» **Work instructions**
Reproduce the first line of the entries that follow and each later line, word for word, ending with the one containing "hard-coded in the".
[Data shown — start]
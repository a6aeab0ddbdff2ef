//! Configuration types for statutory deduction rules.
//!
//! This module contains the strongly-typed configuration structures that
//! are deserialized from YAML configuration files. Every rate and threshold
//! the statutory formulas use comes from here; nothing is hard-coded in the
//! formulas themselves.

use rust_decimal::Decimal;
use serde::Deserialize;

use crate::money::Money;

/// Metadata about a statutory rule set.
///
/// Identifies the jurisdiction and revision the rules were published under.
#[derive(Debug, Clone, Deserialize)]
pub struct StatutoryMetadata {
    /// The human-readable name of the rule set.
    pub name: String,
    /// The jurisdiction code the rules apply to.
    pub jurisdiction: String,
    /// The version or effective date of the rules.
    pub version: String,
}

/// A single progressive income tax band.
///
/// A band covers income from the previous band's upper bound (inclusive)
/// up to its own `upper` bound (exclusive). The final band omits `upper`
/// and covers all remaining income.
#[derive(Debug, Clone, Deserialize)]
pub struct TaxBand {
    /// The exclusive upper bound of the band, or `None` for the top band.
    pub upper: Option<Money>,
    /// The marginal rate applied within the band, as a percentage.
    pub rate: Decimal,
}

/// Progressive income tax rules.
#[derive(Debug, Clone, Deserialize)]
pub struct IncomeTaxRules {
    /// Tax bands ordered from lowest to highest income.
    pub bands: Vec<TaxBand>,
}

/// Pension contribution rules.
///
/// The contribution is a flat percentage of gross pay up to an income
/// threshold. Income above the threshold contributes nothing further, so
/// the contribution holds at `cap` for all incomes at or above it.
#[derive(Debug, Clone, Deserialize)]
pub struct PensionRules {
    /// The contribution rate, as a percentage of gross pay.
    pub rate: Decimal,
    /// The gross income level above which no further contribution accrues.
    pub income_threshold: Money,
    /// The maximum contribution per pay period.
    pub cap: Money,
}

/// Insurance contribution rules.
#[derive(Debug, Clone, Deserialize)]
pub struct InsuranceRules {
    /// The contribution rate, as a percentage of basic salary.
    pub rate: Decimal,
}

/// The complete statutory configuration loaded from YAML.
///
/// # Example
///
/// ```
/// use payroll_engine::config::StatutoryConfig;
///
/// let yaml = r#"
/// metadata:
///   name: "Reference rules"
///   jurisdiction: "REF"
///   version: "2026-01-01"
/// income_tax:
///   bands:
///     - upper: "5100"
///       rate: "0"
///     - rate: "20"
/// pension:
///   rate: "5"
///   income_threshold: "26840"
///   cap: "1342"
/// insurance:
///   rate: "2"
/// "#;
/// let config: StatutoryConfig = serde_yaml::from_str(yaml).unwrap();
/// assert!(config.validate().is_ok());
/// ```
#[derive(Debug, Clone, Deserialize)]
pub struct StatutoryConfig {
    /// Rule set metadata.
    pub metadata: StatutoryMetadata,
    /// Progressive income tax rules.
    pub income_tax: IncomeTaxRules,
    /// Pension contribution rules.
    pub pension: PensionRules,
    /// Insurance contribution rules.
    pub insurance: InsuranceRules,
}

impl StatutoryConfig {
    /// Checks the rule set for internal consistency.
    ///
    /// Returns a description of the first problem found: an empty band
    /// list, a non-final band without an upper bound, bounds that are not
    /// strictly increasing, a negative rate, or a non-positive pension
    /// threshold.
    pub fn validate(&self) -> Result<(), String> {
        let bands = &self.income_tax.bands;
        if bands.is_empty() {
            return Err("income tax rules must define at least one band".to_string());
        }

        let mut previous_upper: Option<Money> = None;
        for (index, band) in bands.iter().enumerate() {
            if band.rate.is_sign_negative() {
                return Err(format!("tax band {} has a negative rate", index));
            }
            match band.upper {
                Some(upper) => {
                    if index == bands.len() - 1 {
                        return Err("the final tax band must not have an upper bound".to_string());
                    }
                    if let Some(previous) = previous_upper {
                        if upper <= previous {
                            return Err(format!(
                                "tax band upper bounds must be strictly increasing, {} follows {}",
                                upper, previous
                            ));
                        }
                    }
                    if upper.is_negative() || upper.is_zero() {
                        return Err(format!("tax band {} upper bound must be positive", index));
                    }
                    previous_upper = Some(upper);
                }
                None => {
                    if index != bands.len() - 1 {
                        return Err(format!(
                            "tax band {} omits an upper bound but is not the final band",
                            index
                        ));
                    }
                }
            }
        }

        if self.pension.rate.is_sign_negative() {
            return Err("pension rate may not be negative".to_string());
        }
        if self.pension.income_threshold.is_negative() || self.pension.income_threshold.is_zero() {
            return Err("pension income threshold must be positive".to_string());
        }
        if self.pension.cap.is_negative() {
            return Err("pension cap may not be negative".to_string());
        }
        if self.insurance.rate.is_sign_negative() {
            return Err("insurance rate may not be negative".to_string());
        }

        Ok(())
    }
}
[Data shown — finish]
» **Solution to the problem**
repository a6aeab0ddbdff2ef
//! Configuration types for statutory deduction rules.
//!
//! This module contains the strongly-typed configuration structures that
//! are deserialized from YAML configuration files. Every rate and threshold
//! the statutory formulas use comes from here; nothing is hard-coded in the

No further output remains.